Frank William Boreham 1871-1959
A photo F W Boreham took of himself in 1911

Friday, November 10, 2006

Boreham Remembering Special Days

Observer of Days
F W Boreham was attentive to special anniver-saries and was an avid 'observer of days'. Any ordinary event he liked to attach to some anniversary of significance. In this vein, he commences his autobiography:

"Salvoes of artillery and peals of beals echoed across Europe on the morning of my birth.... I discovered afterwards... that my advent synchronized exactly with the dramatic termination of the Franco-Prussian War. On Friday March 3, 1871, an hour before my arrival, the Prussian troops that had held Paris in a cruel strangle-hold commenced the evacuation of the capital."

Each year in his editorial columns he always included fresh ideas on regular anniversaries. One of these he addressed each year was Christmas.

Everybody’s Day
While Dr Boreham often compared the festivities of Christmas in England with the celebrations in Australia,[1] he also emphasized the universality of this anniversary when describing Christmas as “everybody’s day”.[2]

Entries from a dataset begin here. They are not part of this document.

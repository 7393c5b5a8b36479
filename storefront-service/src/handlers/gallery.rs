//! Gallery handlers.

use axum::{
    extract::{Query, State},
    Json,
};
use serde::Deserialize;
use service_core::error::AppError;

use crate::models::{GalleryCategory, GalleryImage};
use crate::AppState;

#[derive(Debug, Deserialize)]
pub struct ListImagesQuery {
    pub category: Option<String>,
}

pub async fn list_categories(
    State(state): State<AppState>,
) -> Result<Json<Vec<GalleryCategory>>, AppError> {
    let categories = state.db.list_gallery_categories().await?;
    Ok(Json(categories))
}

pub async fn list_images(
    State(state): State<AppState>,
    Query(query): Query<ListImagesQuery>,
) -> Result<Json<Vec<GalleryImage>>, AppError> {
    let images = state
        .db
        .list_gallery_images(query.category.as_deref())
        .await?;
    Ok(Json(images))
}
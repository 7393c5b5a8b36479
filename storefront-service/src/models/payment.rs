//! Payment and webhook-log models.

use chrono::{DateTime, Utc};
use rust_decimal::Decimal;
use serde::{Deserialize, Serialize};
use sqlx::FromRow;
use uuid::Uuid;

#[derive(Debug, Clone, Copy, PartialEq, Eq, Serialize, Deserialize)]
#[serde(rename_all = "snake_case")]
pub enum PaymentStatus {
    Pending,
    Completed,
    Failed,
    Refunded,
}

impl PaymentStatus {
    pub fn as_str(&self) -> &'static str {
        match self {
            PaymentStatus::Pending => "pending",
            PaymentStatus::Completed => "completed",
            PaymentStatus::Failed => "failed",
            PaymentStatus::Refunded => "refunded",
        }
    }
}

/// A payment attempt against an order.
#[derive(Debug, Clone, Serialize, Deserialize, FromRow)]
pub struct Payment {
    pub payment_id: Uuid,
    pub order_id: Uuid,
    pub amount: Decimal,
    pub currency: String,
    pub status: String,
    pub gateway: String,
    pub reference: String,
    pub authorization_url: Option<String>,
    pub created_utc: DateTime<Utc>,
    pub completed_utc: Option<DateTime<Utc>>,
}

/// Log row for an inbound gateway webhook. `(reference, event)` is
/// unique so replayed deliveries are detected instead of reprocessed.
#[derive(Debug, Clone, Serialize, Deserialize, FromRow)]
pub struct WebhookLog {
    pub webhook_id: Uuid,
    pub reference: String,
    pub event: String,
    pub status: String,
    pub payload: serde_json::Value,
    pub processed: bool,
    pub created_utc: DateTime<Utc>,
}

/// Generate a payment reference: `PAY_{12 hex chars}`.
pub fn generate_payment_reference() -> String {
    let hex = Uuid::new_v4().simple().to_string();
    format!("PAY_{}", hex[..12].to_ascii_uppercase())
}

He was conscious of the breadth of religious affiliation among his readers and he highlighted the inclusive nature of Christmas with its independence of geography,[3] its cosmopolitan attraction in drawing together “men and women of all kinds, classes and conditions”[4] and its childlike simplicity and profundity as the baby “expresses the unexpressable and utters the unutterable”.[5]

Queen of Feasts
On this anniversary, described by Boreham as “the queen of feasts [and] festival of festivals”,[6] Christmas provided the occasion “for the forgetting of old feuds and grudges, [and] for the exercise of benevolence, sympathy, consideration and goodwill”.[7] Boreham named Christmas the “changeless festival”[8] whose reminder became especially important to him during years of war when readers could experience both the incongruity and comfort of “pealing bells and bursting shells”.[9]

Geoff Pound

Image: A symbol of Remembrance Day, 11 November.

[1] F W Boreham, Mercury, 17 December 1927.
[2] Boreham, Age, 21 December 1946; Argus, 24 December 1935.
[3] Boreham, Mercury, 24 December 1941.
[4] Boreham, Mercury, 22 December 1945.
[5] Boreham, Mercury, 23 December 1950.
[6] Boreham, Mercury, 23 December 1944.
[7] Boreham, Mercury, 23 December 1950.
[8] Boreham, Mercury, 24 December 1938.
[9] Boreham, Mercury, 25 December 1939.